Saved entries:
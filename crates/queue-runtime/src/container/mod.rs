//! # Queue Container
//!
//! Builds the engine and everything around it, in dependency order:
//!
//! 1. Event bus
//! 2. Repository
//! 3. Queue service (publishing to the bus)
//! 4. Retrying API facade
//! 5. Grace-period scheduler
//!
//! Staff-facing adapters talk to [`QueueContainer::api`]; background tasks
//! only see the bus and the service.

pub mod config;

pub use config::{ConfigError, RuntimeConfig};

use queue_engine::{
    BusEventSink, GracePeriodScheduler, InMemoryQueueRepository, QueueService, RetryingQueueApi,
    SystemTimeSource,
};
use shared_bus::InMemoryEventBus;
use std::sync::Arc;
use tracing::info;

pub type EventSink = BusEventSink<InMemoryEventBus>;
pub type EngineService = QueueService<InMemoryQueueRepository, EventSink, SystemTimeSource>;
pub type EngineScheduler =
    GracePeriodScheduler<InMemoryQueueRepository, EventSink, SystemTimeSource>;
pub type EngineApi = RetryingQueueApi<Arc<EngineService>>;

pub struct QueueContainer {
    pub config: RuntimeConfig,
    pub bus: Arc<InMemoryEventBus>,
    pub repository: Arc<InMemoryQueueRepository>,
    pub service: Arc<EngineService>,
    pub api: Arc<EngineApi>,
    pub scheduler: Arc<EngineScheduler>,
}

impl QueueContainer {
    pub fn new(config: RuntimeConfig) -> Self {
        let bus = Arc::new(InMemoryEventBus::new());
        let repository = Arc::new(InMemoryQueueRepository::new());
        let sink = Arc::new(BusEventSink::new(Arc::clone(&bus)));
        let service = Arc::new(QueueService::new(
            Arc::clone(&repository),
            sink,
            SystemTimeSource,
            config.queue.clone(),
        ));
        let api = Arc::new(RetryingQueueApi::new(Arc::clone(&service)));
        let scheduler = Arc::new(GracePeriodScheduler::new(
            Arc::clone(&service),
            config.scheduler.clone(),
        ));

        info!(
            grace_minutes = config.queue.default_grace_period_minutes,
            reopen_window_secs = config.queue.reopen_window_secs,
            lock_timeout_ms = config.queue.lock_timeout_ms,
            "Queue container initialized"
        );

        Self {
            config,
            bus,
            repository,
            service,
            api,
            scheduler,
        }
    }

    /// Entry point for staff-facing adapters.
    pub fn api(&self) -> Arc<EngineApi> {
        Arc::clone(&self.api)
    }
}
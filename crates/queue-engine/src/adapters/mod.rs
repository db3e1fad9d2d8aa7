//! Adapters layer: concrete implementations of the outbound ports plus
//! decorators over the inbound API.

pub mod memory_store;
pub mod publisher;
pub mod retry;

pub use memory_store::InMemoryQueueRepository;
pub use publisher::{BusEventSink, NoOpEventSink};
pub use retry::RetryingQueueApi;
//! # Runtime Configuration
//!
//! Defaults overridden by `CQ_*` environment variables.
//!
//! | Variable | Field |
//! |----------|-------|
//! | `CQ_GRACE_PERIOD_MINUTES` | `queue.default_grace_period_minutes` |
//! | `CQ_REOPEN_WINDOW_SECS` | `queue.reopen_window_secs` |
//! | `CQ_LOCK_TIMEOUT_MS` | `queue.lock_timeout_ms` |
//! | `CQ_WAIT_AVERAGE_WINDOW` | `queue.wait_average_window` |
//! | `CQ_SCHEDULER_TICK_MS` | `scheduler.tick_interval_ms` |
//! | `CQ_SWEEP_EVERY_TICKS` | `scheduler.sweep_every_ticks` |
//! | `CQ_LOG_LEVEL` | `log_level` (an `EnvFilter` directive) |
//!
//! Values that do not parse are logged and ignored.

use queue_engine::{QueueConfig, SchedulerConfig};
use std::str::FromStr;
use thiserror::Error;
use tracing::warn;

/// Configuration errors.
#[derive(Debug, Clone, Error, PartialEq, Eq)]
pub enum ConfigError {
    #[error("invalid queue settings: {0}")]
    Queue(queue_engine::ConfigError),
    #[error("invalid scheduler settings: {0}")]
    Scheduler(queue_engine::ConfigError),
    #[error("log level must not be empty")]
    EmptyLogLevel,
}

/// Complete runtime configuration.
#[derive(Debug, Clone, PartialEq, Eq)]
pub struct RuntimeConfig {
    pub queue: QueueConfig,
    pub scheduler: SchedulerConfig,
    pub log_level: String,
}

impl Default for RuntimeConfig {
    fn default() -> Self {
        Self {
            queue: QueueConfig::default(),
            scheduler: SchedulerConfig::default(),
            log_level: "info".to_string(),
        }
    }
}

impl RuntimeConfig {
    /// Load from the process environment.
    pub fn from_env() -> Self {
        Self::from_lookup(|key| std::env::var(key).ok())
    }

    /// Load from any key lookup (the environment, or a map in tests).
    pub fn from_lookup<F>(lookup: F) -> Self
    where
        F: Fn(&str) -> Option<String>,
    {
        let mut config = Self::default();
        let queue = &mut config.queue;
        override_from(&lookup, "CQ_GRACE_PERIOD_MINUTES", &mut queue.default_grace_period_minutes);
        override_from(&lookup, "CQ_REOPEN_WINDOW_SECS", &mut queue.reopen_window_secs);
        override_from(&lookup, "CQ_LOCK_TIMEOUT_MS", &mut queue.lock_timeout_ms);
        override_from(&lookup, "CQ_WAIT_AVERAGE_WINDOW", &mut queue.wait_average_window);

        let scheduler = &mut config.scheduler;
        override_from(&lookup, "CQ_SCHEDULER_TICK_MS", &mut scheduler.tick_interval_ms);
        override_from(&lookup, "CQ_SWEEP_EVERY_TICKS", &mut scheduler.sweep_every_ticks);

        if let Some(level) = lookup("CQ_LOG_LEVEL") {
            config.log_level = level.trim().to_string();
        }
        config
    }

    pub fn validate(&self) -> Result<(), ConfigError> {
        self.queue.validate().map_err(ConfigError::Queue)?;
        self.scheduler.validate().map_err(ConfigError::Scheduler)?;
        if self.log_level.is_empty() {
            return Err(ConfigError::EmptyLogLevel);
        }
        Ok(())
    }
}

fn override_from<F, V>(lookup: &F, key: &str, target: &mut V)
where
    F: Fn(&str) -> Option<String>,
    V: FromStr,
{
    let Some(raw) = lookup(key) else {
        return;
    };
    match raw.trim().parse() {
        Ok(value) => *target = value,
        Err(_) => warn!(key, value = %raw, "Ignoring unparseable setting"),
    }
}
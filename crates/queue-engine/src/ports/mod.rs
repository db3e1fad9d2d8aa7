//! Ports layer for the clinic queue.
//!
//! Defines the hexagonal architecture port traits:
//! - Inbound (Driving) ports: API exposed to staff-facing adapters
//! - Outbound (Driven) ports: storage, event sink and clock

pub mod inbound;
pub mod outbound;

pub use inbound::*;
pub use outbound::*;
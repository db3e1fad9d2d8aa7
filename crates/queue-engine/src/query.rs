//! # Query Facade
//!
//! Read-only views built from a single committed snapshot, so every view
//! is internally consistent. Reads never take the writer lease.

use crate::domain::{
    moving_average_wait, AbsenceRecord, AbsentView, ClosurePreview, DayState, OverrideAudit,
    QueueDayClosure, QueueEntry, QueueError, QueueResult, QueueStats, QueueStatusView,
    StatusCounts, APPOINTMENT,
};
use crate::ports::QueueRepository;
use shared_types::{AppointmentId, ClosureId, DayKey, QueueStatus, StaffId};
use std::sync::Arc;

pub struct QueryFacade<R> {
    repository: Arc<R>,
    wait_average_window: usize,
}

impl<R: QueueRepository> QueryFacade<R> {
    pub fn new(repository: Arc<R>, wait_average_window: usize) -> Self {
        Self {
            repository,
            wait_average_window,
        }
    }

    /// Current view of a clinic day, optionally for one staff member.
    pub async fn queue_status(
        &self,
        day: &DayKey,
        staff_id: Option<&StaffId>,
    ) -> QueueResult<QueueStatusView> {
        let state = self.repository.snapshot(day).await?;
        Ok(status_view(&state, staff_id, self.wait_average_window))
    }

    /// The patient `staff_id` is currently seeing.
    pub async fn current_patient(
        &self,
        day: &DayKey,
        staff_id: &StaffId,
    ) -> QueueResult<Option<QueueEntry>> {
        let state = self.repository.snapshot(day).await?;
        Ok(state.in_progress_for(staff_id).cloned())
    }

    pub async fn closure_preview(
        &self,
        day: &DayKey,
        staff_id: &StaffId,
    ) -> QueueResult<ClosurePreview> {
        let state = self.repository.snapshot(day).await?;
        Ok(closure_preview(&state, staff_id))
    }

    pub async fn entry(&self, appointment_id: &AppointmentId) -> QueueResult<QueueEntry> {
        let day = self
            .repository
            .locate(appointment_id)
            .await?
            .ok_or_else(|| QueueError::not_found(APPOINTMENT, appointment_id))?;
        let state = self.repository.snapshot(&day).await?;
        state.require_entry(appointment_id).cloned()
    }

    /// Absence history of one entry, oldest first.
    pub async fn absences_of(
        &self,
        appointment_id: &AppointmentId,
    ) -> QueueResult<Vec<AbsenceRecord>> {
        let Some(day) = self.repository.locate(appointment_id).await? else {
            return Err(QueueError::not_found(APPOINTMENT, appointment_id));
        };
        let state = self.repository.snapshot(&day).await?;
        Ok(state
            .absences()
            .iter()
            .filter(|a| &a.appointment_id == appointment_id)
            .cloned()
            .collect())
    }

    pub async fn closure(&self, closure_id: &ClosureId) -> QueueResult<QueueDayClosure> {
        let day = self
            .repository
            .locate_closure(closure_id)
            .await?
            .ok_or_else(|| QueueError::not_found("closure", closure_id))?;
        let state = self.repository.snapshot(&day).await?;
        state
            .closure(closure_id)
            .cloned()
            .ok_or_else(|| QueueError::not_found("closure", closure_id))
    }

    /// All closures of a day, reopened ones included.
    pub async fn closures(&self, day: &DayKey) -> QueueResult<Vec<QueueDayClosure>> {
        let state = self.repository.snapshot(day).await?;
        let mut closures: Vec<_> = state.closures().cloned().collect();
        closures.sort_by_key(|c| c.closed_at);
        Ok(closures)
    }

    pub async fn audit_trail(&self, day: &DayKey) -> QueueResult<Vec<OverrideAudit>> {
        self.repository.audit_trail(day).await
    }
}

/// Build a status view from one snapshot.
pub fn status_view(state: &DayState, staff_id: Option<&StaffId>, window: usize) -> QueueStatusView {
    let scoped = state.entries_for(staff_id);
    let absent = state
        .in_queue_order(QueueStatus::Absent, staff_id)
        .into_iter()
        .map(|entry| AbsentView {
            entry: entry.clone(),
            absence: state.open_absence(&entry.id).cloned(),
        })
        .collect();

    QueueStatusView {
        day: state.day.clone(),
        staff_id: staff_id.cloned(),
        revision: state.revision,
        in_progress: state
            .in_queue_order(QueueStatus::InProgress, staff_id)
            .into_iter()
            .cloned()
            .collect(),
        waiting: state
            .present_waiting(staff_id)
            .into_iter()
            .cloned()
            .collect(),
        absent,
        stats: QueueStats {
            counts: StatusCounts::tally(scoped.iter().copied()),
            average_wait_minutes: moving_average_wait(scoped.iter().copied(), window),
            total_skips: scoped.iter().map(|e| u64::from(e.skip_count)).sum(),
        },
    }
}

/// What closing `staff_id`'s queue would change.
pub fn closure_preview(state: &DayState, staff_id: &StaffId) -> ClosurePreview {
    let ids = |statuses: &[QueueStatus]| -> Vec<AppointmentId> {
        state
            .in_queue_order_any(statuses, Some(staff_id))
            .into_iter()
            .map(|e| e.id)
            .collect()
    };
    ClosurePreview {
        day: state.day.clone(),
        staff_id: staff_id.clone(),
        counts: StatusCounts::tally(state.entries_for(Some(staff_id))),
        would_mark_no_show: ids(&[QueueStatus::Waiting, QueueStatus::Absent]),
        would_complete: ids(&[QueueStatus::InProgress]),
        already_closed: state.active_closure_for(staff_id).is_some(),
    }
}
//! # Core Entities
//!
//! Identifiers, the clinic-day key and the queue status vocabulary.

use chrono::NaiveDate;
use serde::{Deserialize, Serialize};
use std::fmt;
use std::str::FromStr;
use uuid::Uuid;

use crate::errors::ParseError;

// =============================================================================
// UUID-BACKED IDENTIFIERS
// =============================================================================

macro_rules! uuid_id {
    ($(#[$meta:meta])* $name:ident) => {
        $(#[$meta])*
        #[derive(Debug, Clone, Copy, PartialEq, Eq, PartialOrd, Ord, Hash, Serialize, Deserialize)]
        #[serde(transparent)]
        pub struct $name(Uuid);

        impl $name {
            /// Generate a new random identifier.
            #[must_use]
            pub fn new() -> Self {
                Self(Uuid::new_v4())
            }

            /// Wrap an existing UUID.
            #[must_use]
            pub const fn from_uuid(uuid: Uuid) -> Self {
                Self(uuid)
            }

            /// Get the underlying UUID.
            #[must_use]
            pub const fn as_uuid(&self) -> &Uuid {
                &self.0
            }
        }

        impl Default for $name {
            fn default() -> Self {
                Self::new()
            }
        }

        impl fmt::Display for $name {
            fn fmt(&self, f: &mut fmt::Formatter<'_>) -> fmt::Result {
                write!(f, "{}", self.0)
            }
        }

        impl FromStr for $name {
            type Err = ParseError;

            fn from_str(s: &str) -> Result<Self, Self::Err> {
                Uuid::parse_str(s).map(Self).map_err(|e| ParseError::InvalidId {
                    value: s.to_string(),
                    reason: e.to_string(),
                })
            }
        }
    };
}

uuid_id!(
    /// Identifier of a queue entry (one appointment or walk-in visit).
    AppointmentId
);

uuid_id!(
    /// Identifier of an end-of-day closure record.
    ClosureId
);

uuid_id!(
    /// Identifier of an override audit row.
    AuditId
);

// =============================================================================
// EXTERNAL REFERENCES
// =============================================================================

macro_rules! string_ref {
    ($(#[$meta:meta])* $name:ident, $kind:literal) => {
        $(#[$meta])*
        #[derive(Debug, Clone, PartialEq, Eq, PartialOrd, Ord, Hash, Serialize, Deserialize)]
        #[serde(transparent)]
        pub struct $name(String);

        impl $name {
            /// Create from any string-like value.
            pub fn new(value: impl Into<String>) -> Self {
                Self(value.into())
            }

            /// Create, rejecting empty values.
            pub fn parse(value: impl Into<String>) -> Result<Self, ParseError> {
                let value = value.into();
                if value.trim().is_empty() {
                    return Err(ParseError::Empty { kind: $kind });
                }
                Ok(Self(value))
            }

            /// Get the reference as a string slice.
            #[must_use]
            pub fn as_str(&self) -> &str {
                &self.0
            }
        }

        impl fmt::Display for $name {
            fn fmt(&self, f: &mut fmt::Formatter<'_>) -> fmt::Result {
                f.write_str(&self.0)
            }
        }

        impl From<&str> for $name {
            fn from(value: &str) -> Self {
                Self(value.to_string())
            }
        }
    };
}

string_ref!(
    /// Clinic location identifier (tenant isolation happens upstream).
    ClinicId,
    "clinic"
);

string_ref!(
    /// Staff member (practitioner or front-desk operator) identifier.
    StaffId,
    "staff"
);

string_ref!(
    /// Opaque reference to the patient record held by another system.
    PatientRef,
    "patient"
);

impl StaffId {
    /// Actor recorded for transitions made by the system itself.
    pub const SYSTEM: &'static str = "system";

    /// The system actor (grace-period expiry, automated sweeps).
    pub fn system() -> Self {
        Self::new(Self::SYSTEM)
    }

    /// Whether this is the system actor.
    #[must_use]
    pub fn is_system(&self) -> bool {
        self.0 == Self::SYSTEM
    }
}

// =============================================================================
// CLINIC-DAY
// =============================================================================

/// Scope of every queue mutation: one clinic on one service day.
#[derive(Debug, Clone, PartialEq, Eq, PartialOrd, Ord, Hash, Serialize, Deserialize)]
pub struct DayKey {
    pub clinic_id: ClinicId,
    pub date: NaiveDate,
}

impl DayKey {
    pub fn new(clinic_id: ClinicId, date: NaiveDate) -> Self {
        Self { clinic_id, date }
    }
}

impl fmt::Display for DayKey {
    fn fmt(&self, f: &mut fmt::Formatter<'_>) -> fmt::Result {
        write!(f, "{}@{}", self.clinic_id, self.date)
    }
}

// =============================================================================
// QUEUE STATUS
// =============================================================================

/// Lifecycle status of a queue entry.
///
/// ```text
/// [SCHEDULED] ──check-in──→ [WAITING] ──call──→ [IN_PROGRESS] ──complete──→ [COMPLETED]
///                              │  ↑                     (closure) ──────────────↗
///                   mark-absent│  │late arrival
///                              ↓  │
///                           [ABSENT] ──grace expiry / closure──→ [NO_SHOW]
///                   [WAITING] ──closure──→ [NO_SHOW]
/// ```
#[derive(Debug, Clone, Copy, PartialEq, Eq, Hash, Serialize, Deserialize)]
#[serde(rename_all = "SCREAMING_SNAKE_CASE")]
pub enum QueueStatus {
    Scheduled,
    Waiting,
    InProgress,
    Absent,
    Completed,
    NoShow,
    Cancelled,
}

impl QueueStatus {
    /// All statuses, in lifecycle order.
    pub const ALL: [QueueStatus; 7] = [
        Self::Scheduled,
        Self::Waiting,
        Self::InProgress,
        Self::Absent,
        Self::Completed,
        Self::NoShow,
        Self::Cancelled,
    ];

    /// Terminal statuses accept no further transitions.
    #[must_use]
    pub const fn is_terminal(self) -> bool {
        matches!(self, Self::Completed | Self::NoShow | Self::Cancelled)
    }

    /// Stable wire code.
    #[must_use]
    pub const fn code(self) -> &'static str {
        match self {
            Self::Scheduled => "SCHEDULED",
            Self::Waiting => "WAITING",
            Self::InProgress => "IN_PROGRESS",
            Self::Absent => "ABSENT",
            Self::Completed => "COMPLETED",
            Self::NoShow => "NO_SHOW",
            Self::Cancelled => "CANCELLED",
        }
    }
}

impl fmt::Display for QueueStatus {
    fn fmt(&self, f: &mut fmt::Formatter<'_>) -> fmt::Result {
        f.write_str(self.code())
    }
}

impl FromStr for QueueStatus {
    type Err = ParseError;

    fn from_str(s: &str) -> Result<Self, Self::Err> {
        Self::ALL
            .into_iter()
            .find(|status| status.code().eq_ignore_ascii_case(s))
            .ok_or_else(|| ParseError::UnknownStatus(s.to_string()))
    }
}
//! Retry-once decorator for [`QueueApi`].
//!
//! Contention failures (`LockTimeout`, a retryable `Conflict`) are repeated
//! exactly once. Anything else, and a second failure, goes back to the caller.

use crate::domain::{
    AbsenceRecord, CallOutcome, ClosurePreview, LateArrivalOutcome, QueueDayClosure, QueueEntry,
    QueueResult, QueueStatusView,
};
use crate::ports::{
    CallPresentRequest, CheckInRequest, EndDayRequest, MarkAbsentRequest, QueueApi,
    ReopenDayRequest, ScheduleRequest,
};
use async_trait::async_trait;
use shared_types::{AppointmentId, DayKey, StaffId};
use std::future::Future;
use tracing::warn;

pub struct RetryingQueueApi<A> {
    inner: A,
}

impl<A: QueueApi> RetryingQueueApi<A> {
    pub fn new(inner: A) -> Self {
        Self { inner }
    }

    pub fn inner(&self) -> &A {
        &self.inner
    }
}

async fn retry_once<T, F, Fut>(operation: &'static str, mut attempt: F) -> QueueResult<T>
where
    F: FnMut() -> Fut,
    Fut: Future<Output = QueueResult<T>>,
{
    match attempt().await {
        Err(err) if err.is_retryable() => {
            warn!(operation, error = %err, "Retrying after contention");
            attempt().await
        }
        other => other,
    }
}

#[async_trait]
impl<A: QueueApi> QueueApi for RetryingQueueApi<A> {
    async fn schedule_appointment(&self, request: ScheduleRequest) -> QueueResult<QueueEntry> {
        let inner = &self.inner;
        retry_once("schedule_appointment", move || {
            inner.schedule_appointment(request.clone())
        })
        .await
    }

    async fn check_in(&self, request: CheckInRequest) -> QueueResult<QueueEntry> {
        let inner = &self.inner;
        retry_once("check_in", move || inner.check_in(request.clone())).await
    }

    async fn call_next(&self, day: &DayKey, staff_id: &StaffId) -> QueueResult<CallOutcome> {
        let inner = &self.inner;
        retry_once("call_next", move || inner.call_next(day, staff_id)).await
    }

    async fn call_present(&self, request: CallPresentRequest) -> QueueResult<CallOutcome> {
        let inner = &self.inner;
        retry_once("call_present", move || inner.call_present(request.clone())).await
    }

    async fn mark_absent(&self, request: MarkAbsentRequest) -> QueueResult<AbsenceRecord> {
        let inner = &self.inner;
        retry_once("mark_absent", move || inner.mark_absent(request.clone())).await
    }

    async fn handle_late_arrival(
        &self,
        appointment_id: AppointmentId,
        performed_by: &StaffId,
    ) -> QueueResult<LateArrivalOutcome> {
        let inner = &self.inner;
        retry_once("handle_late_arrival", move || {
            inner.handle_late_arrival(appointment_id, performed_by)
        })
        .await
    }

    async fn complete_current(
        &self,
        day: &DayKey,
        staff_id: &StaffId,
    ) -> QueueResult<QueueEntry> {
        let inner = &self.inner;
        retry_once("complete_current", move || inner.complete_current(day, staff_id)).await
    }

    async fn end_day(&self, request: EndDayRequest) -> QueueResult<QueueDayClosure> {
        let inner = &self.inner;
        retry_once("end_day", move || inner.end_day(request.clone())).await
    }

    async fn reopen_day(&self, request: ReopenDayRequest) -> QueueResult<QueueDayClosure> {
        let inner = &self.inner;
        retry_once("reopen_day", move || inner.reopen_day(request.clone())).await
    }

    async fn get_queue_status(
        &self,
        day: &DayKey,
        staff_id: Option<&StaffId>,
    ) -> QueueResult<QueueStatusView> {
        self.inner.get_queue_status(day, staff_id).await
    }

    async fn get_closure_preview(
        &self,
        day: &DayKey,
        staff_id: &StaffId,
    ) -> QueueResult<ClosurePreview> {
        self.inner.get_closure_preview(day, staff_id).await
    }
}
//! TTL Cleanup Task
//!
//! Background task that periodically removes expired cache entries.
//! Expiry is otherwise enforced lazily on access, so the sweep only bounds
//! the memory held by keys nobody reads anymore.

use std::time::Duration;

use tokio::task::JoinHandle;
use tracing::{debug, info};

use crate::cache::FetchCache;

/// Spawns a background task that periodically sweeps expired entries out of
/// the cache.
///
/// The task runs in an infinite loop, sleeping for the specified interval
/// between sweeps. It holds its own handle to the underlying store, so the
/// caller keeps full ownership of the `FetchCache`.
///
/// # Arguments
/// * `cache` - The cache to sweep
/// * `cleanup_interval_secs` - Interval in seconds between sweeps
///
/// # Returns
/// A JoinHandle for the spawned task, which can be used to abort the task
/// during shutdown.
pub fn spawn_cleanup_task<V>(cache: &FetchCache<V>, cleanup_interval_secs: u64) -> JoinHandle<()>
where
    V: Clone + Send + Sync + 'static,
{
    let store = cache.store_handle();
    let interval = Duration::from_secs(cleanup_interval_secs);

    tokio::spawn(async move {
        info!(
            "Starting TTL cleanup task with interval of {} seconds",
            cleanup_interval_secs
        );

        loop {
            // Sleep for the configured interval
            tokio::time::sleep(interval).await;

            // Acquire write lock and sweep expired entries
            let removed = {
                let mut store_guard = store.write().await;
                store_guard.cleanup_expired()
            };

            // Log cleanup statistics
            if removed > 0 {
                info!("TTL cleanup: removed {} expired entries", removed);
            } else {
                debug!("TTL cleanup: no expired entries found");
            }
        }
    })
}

> [Assignment] Out of the records above, pick each line that contains the string "AbsentView".

> [Result]
    moving_average_wait, AbsenceRecord, AbsentView, ClosurePreview, DayState, OverrideAudit,
        .map(|entry| AbsentView {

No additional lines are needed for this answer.